### Records for this task
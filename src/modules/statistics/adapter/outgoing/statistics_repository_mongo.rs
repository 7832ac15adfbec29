use async_trait::async_trait;
use chrono::{DateTime, Utc};
use mongodb::{
    bson::{doc, serde_helpers::chrono_datetime_as_bson_datetime},
    Collection, Database,
};
use serde::{Deserialize, Serialize};

use crate::shared::mongo::STATISTICS;
use crate::statistics::application::{
    domain::entities::Statistics,
    ports::outgoing::{StatisticsRepository, StatisticsRepositoryError},
};

#[derive(Debug, Clone, Serialize, Deserialize)]
#[serde(rename_all = "camelCase")]
struct StatisticsDocument {
    years_of_experience: u32,
    teams_led: u32,
    projects_completed: u32,
    companies_worked: u32,
    technologies_used: u32,
    #[serde(with = "chrono_datetime_as_bson_datetime")]
    last_updated: DateTime<Utc>,
}

impl From<Statistics> for StatisticsDocument {
    fn from(stats: Statistics) -> Self {
        Self {
            years_of_experience: stats.years_of_experience,
            teams_led: stats.teams_led,
            projects_completed: stats.projects_completed,
            companies_worked: stats.companies_worked,
            technologies_used: stats.technologies_used,
            last_updated: stats.last_updated,
        }
    }
}

impl From<StatisticsDocument> for Statistics {
    fn from(document: StatisticsDocument) -> Self {
        Self {
            years_of_experience: document.years_of_experience,
            teams_led: document.teams_led,
            projects_completed: document.projects_completed,
            companies_worked: document.companies_worked,
            technologies_used: document.technologies_used,
            last_updated: document.last_updated,
        }
    }
}

#[derive(Debug, Clone)]
pub struct StatisticsRepositoryMongo {
    collection: Collection<StatisticsDocument>,
}

impl StatisticsRepositoryMongo {
    pub fn new(db: &Database) -> Self {
        Self {
            collection: db.collection(STATISTICS),
        }
    }
}

fn map_db_err(e: mongodb::error::Error) -> StatisticsRepositoryError {
    StatisticsRepositoryError::DatabaseError(e.to_string())
}

#[async_trait]
impl StatisticsRepository for StatisticsRepositoryMongo {
    async fn find_current(&self) -> Result<Option<Statistics>, StatisticsRepositoryError> {
        let document = self
            .collection
            .find_one(doc! {})
            .await
            .map_err(map_db_err)?;

        Ok(document.map(Statistics::from))
    }

    async fn insert(&self, stats: Statistics) -> Result<Statistics, StatisticsRepositoryError> {
        let document = StatisticsDocument::from(stats);

        self.collection
            .insert_one(&document)
            .await
            .map_err(map_db_err)?;

        Ok(document.into())
    }

    async fn replace(&self, stats: Statistics) -> Result<Statistics, StatisticsRepositoryError> {
        let document = StatisticsDocument::from(stats);

        self.collection
            .replace_one(doc! {}, &document)
            .upsert(true)
            .await
            .map_err(map_db_err)?;

        Ok(document.into())
    }
}
pub mod web;
use async_trait::async_trait;

use crate::contact::application::domain::entities::ContactSubmission;

#[derive(Debug, Clone, thiserror::Error)]
pub enum GetContactSubmissionError {
    #[error("Invalid submission id")]
    InvalidId,

    #[error("Contact submission not found")]
    NotFound,

    #[error("Repository error: {0}")]
    RepositoryError(String),
}

#[async_trait]
pub trait GetContactSubmissionUseCase: Send + Sync {
    async fn execute(&self, raw_id: &str) -> Result<ContactSubmission, GetContactSubmissionError>;
}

### Problem description
Every line, from the one holding "pub enum GetContactSubmissionError" through the last line of the material above, should be transcribed exactly, and no line outside that range.

### The answer
pub enum GetContactSubmissionError {
    #[error("Invalid submission id")]
    InvalidId,

    #[error("Contact submission not found")]
    NotFound,

    #[error("Repository error: {0}")]
    RepositoryError(String),
}

#[async_trait]
pub trait GetContactSubmissionUseCase: Send + Sync {
    async fn execute(&self, raw_id: &str) -> Result<ContactSubmission, GetContactSubmissionError>;
}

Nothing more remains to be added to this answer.